We have to leave water running at night and use a whole lot of propane but its only short lived as we leave
for Florida Nov 1.

danemayer
02-13-2012, 05:58 PM
An extended ski trip is not the same as living and working from an RV when temps are in the teens.

We were there for 6 weeks and don't leave the water running. But then again, maybe it's colder where you were.

Maybe you can elaborate on what's not the same.

caissiel
02-13-2012, 10:35 PM
I have spend a complete winter in an RV with winter temperatures in the -20's. I used skirting to protect the tank area, but for our units, it would be from the axles to the front. I used the Fresh water tank, and only filled on warmer days. Dumped on above freezing days. Used windshield water in the tanks after dumping to protect the valves. A cupfull goes a long way in protecting a valve.

We do leave in late november each year and have to heat the unit till departure. Having dual pane windows makes the inside much more comfortable. The low drain valve has been rerouted to be protected by the corroplast cover.
We use the fresh water tank mostly, and fill on warmer days, and dump only on warmer days. Our unit is very dependable down to 0 F and the Fireplace is used to supplement the furnace.
I have a digital thermostate that is set at 72 at 8am, 68 at 10AM 72F at 4PM and 60F at 12PM we are retired and we adjust it when required but the fireplace runs most of the time because our electric fireplace is more efficient then the furnace. Never ever had any freezing situation, because I have digital thermostats that I monitor the tank area and outside temperatures.

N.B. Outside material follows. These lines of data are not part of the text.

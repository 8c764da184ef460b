//! Certificate pages: verification, personal certificates, downloads and the
//! administration dashboard.

use askama::Template;
use axum::{
    extract::{Path, Query, State},
    http::{header, StatusCode},
    response::{IntoResponse, Redirect, Response},
    routing::{get, post},
    Form, Router,
};
use serde::Deserialize;
use std::sync::Arc;
use tower_cookies::Cookies;
use uuid::Uuid;

use super::qr::render_png;
use super::{
    AdminFilters, CertificateDetail, CertificateEngine, CertificateRecord, CourseCertificate,
    Download, Verification, VerificationStatus,
};
use crate::core::urls::{course_url, url_for, PageUrls};
use crate::shared::error::{AppError, AppResult};
use crate::shared::state::AppState;
use crate::web::auth::{AdminUser, AuthenticatedUser};
use crate::web::{filters, flash, PageContext, SelectOption};

const QR_SIZE: u32 = 240;
const EMPTY_CODE: &str = "Please enter a certificate ID";

// ============================================================================
// VIEW ROWS
// ============================================================================

#[derive(Debug, Clone)]
pub struct CertificateRow {
    pub id: String,
    pub student_name: String,
    pub username: String,
    pub course_title: String,
    pub course_url: String,
    pub code: String,
    pub issued_at: String,
    pub revoked: bool,
    pub downloaded: bool,
    pub detail_url: String,
    pub download_url: String,
    pub verify_url: String,
    pub qr_url: String,
    pub revoke_url: String,
    pub reissue_url: String,
}

impl From<&CertificateRecord> for CertificateRow {
    fn from(r: &CertificateRecord) -> Self {
        let id = r.certificate.id.to_string();
        let code = r.certificate.verification_code.to_string();
        Self {
            student_name: r.student_name(),
            username: r.username.clone(),
            course_title: r.course.title.clone(),
            course_url: course_url(&r.course.id),
            issued_at: r.certificate.issued_at.format("%B %d, %Y").to_string(),
            revoked: r.certificate.revoked,
            downloaded: r.certificate.downloaded,
            detail_url: url_for(PageUrls::CERTIFICATE_DETAIL, &[("certificate_id", &id)]),
            download_url: url_for(PageUrls::CERTIFICATE_DOWNLOAD, &[("certificate_id", &id)]),
            verify_url: url_for(PageUrls::CERTIFICATE_VERIFY, &[("code", &code)]),
            qr_url: url_for(PageUrls::CERTIFICATE_QR, &[("code", &code)]),
            revoke_url: url_for(PageUrls::CERTIFICATE_REVOKE, &[("certificate_id", &id)]),
            reissue_url: url_for(PageUrls::CERTIFICATE_REISSUE, &[("certificate_id", &id)]),
            code,
            id,
        }
    }
}

/// Verification outcome prepared for the result page.
#[derive(Debug, Clone)]
pub struct VerificationView {
    pub status: String,
    pub is_valid: bool,
    pub is_revoked: bool,
    pub message: String,
    pub student_name: String,
    pub course_name: String,
    pub issued_at: String,
    pub code: String,
}

impl From<Verification> for VerificationView {
    fn from(v: Verification) -> Self {
        Self {
            status: v.status.as_str().to_string(),
            is_valid: v.status == VerificationStatus::Valid,
            is_revoked: v.status == VerificationStatus::Revoked,
            message: v.message.unwrap_or_default(),
            student_name: v.student_name.unwrap_or_default(),
            course_name: v.course_name.unwrap_or_default(),
            issued_at: v
                .issued_at
                .map(|d| d.format("%B %d, %Y").to_string())
                .unwrap_or_default(),
            code: v
                .verification_code
                .map(|c| c.to_string())
                .unwrap_or_default(),
        }
    }
}

fn tri_state_options(selected: Option<bool>) -> Vec<SelectOption> {
    vec![
        SelectOption::new("", "Any", selected.is_none()),
        SelectOption::new("true", "Yes", selected == Some(true)),
        SelectOption::new("false", "No", selected == Some(false)),
    ]
}

// ============================================================================
// TEMPLATES
// ============================================================================

#[derive(Template)]
#[template(path = "certificates/verify_form.html")]
pub struct VerifyFormTemplate {
    pub ctx: PageContext,
    pub code: String,
    pub error: String,
}

#[derive(Template)]
#[template(path = "certificates/verify_result.html")]
pub struct VerifyResultTemplate {
    pub ctx: PageContext,
    pub result: VerificationView,
}

#[derive(Template)]
#[template(path = "certificates/my_certificates.html")]
pub struct MyCertificatesTemplate {
    pub ctx: PageContext,
    pub certificates: Vec<CertificateRow>,
}

#[derive(Template)]
#[template(path = "certificates/detail.html")]
pub struct CertificateDetailTemplate {
    pub ctx: PageContext,
    pub certificate: CertificateRow,
    pub completed_lessons: usize,
    pub total_lessons: usize,
    pub is_completed: bool,
}

#[derive(Template)]
#[template(path = "certificates/revoked.html")]
pub struct RevokedTemplate {
    pub ctx: PageContext,
    pub certificate: CertificateRow,
}

#[derive(Template)]
#[template(path = "certificates/admin_dashboard.html")]
pub struct AdminDashboardTemplate {
    pub ctx: PageContext,
    pub certificates: Vec<CertificateRow>,
    pub courses: Vec<SelectOption>,
    pub downloaded: Vec<SelectOption>,
    pub revoked: Vec<SelectOption>,
    pub q: String,
}

// ============================================================================
// VERIFICATION (public)
// ============================================================================

#[derive(Debug, Default, Deserialize)]
pub struct VerifyForm {
    #[serde(default)]
    pub certificate_id: String,
}

pub async fn verify_form_page(ctx: PageContext) -> impl IntoResponse {
    VerifyFormTemplate {
        ctx,
        code: String::new(),
        error: String::new(),
    }
}

pub async fn verify_form_submit(
    State(state): State<Arc<AppState>>,
    ctx: PageContext,
    Form(form): Form<VerifyForm>,
) -> AppResult<Response> {
    let code = form.certificate_id.trim();
    if code.is_empty() {
        return Ok(VerifyFormTemplate {
            ctx,
            code: String::new(),
            error: EMPTY_CODE.to_string(),
        }
        .into_response());
    }

    let engine = CertificateEngine::new(state.conn.clone());
    let verification = engine.verify(code).await?;
    Ok(VerifyResultTemplate {
        ctx,
        result: verification.into(),
    }
    .into_response())
}

pub async fn verify_page(
    State(state): State<Arc<AppState>>,
    ctx: PageContext,
    Path(code): Path<String>,
) -> AppResult<impl IntoResponse> {
    let engine = CertificateEngine::new(state.conn.clone());
    let verification = engine.verify(&code).await?;
    Ok(VerifyResultTemplate {
        ctx,
        result: verification.into(),
    })
}

/// PNG QR code pointing at the public verification page.
pub async fn qr_code_png(
    State(state): State<Arc<AppState>>,
    Path(code): Path<String>,
) -> AppResult<Response> {
    let code: Uuid = code
        .trim()
        .parse()
        .map_err(|_| AppError::not_found(super::INVALID_CERTIFICATE))?;
    let url = state.config.certificates.verification_url(&code);
    let png = render_png(&url, QR_SIZE)?;

    Ok((
        StatusCode::OK,
        [
            (header::CONTENT_TYPE, "image/png"),
            (header::CACHE_CONTROL, "public, max-age=86400"),
        ],
        png,
    )
        .into_response())
}

// ============================================================================
// STUDENT PAGES
// ============================================================================

pub async fn my_certificates_page(
    State(state): State<Arc<AppState>>,
    user: AuthenticatedUser,
    ctx: PageContext,
) -> AppResult<impl IntoResponse> {
    let engine = CertificateEngine::new(state.conn.clone());
    let records = engine.my_certificates(user.id).await?;

    Ok(MyCertificatesTemplate {
        ctx,
        certificates: records.iter().map(CertificateRow::from).collect(),
    })
}

pub async fn certificate_detail_page(
    State(state): State<Arc<AppState>>,
    user: AuthenticatedUser,
    ctx: PageContext,
    Path(certificate_id): Path<Uuid>,
) -> AppResult<impl IntoResponse> {
    let engine = CertificateEngine::new(state.conn.clone());
    let detail: CertificateDetail = engine.certificate_detail(user.id, certificate_id).await?;

    Ok(CertificateDetailTemplate {
        ctx,
        certificate: CertificateRow::from(&detail.record),
        completed_lessons: detail.completed_lessons,
        total_lessons: detail.total_lessons,
        is_completed: detail.is_completed(),
    })
}

pub async fn certificate_for_course_page(
    State(state): State<Arc<AppState>>,
    user: AuthenticatedUser,
    ctx: PageContext,
    cookies: Cookies,
    Path(course_id): Path<Uuid>,
) -> AppResult<Response> {
    if user.is_admin() {
        return Ok(Redirect::to(PageUrls::HOME).into_response());
    }

    let engine = CertificateEngine::new(state.conn.clone());
    match engine.certificate_for_course(user.id, course_id).await? {
        CourseCertificate::NotEnrolled => Err(AppError::forbidden("Not enrolled")),
        CourseCertificate::NotIssued => {
            flash::push(
                &cookies,
                flash::Level::Info,
                "Complete all lessons to earn this certificate.",
            );
            Ok(Redirect::to(PageUrls::STUDENT_DASHBOARD).into_response())
        }
        CourseCertificate::Revoked(record) => Ok(RevokedTemplate {
            ctx,
            certificate: CertificateRow::from(record.as_ref()),
        }
        .into_response()),
        CourseCertificate::Issued(record) => {
            let id = record.certificate.id.to_string();
            Ok(Redirect::to(&url_for(
                PageUrls::CERTIFICATE_DETAIL,
                &[("certificate_id", &id)],
            ))
            .into_response())
        }
    }
}

pub async fn download_certificate(
    State(state): State<Arc<AppState>>,
    user: AuthenticatedUser,
    cookies: Cookies,
    Path(certificate_id): Path<Uuid>,
) -> AppResult<Response> {
    let engine = CertificateEngine::new(state.conn.clone());

    match engine
        .download(user.id, certificate_id, &state.config.certificates)
        .await?
    {
        Download::Incomplete => {
            flash::warning(&cookies, "Complete all lessons to download your certificate.");
            Ok(Redirect::to(PageUrls::STUDENT_DASHBOARD).into_response())
        }
        Download::Revoked => {
            flash::error(&cookies, "This certificate has been revoked.");
            Ok(Redirect::to(PageUrls::MY_CERTIFICATES).into_response())
        }
        Download::Ready {
            certificate_id,
            pdf,
        } => {
            let disposition = format!("attachment; filename=\"certificate_{}.pdf\"", certificate_id);
            Ok((
                StatusCode::OK,
                [
                    (header::CONTENT_TYPE, "application/pdf".to_string()),
                    (header::CONTENT_DISPOSITION, disposition),
                ],
                pdf,
            )
                .into_response())
        }
    }
}

// ============================================================================
// ADMINISTRATION
// ============================================================================

pub async fn admin_dashboard_page(
    State(state): State<Arc<AppState>>,
    AdminUser(_): AdminUser,
    ctx: PageContext,
    Query(filters): Query<AdminFilters>,
) -> AppResult<impl IntoResponse> {
    let engine = CertificateEngine::new(state.conn.clone());
    let records = engine.admin_list(&filters).await?;
    let courses = engine.all_courses().await?;

    let selected_course = filters.course_id();
    let mut course_options = vec![SelectOption::new("", "All courses", selected_course.is_none())];
    course_options.extend(courses.iter().map(|c| {
        SelectOption::new(c.id.to_string(), c.title.clone(), Some(c.id) == selected_course)
    }));

    Ok(AdminDashboardTemplate {
        ctx,
        certificates: records.iter().map(CertificateRow::from).collect(),
        courses: course_options,
        downloaded: tri_state_options(filters.downloaded()),
        revoked: tri_state_options(filters.revoked()),
        q: filters.search().unwrap_or_default().to_string(),
    })
}

async fn set_revoked(
    state: &AppState,
    cookies: &Cookies,
    certificate_id: Uuid,
    revoked: bool,
) -> AppResult<Response> {
    let engine = CertificateEngine::new(state.conn.clone());
    let certificate = engine.set_revoked(certificate_id, revoked).await?;

    let verb = if revoked { "revoked" } else { "reissued" };
    flash::success(
        cookies,
        format!("Certificate {} {}.", certificate.verification_code, verb),
    );
    Ok(Redirect::to(PageUrls::CERTIFICATE_ADMIN).into_response())
}

pub async fn revoke_certificate(
    State(state): State<Arc<AppState>>,
    AdminUser(_): AdminUser,
    cookies: Cookies,
    Path(certificate_id): Path<Uuid>,
) -> AppResult<Response> {
    set_revoked(&state, &cookies, certificate_id, true).await
}

pub async fn reissue_certificate(
    State(state): State<Arc<AppState>>,
    AdminUser(_): AdminUser,
    cookies: Cookies,
    Path(certificate_id): Path<Uuid>,
) -> AppResult<Response> {
    set_revoked(&state, &cookies, certificate_id, false).await
}

pub fn configure_certificate_ui_routes() -> Router<Arc<AppState>> {
    Router::new()
        .route(
            PageUrls::CERTIFICATE_VERIFY_FORM,
            get(verify_form_page).post(verify_form_submit),
        )
        .route(PageUrls::CERTIFICATE_VERIFY, get(verify_page))
        .route(PageUrls::CERTIFICATE_QR, get(qr_code_png))
        .route(PageUrls::MY_CERTIFICATES, get(my_certificates_page))
        .route(PageUrls::CERTIFICATE_DETAIL, get(certificate_detail_page))
        .route(PageUrls::CERTIFICATE_FOR_COURSE, get(certificate_for_course_page))
        .route(PageUrls::CERTIFICATE_DOWNLOAD, get(download_certificate))
        .route(PageUrls::CERTIFICATE_ADMIN, get(admin_dashboard_page))
        .route(PageUrls::CERTIFICATE_REVOKE, post(revoke_certificate))
        .route(PageUrls::CERTIFICATE_REISSUE, post(reissue_certificate))
}

#[cfg(test)]
mod tests {
    use super::*;
    use chrono::{TimeZone, Utc};

    #[test]
    fn test_verification_view_for_invalid_code() {
        let view = VerificationView::from(Verification::invalid());
        assert_eq!(view.status, "invalid");
        assert!(!view.is_valid && !view.is_revoked);
        assert_eq!(view.message, "Invalid Certificate ID");
        assert!(view.student_name.is_empty());
    }

    #[test]
    fn test_verification_view_formats_date() {
        let verification = Verification {
            status: VerificationStatus::Revoked,
            message: None,
            student_name: Some("Ada".to_string()),
            course_name: Some("Rust Basics".to_string()),
            issued_at: Utc.with_ymd_and_hms(2026, 3, 5, 10, 0, 0).single(),
            verification_code: Some(Uuid::nil()),
        };
        let view = VerificationView::from(verification);
        assert!(view.is_revoked);
        assert_eq!(view.issued_at, "March 05, 2026");
        assert_eq!(view.code, Uuid::nil().to_string());
    }

    #[test]
    fn test_tri_state_options() {
        let options = tri_state_options(Some(false));
        let selected: Vec<_> = options.iter().filter(|o| o.selected).collect();
        assert_eq!(selected.len(), 1);
        assert_eq!(selected[0].value, "false");
        assert!(tri_state_options(None)[0].selected);
    }
}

When we leave for the south we live in the unit during the trip and have sleeped in it as far down to 10F and were comfortable inside with the furnace set on manual control because thermostat control kills the batteries in a few hrs.
This unit has never been winterized and never frooze.

You need to use common sence and never expose the water to freezing.

2psnapod1
02-14-2012, 08:43 AM
We live full-time in our Key Largo and have the Yeti package & dual pane windows. We are currently in Alabama so we don't get below 35 too often. Although in the last week we've had lows in the low 20s about 3 times. We just made sure we had water in the tank, unhooked the hose from the coach, turned on the Yeti package and all was well! We also have a fireplace and a space heater that we use to help heat the coach. With both of them going the furnace/heat pumps come on infrequently.

IMHO the dual pane windows are a must as they helped reduce the heat inside the coach this summer when we were experiencing high 90s and low 100s. They're dual 'purpose'!

You may want to consider a fireplace, as well...it's a great addition and saves on propane - especially if you are parked where electric is included.

Good luck with your purchase.

readytohitheroad
02-14-2012, 10:41 AM
Thank you to everyone for your informative responses. Look forward to meeting many of you "on the road" in the near future!

fljlcw
02-14-2012, 10:57 AM
we have been F/T for 7 years are currently in Carrizozo nm retired from Roswell NM PM me your # and I will call you and welcome to the group Fred

Brandon.Prewitt
02-14-2012, 02:35 PM
We're full time in Denver City Texas, about 50 miles East of Hobbs New Mexico. Been here since May of last year when I purchased it. I have insulated and heat traced my water hose and spigot. That's about it. Keep the heater on 63 to warm the underbelly. We use the fireplace and space heaters as needed. Mine is 4 season, I don't think any of the tanks or lines are traced.

More heat in the basement can't hurt but we don't need it.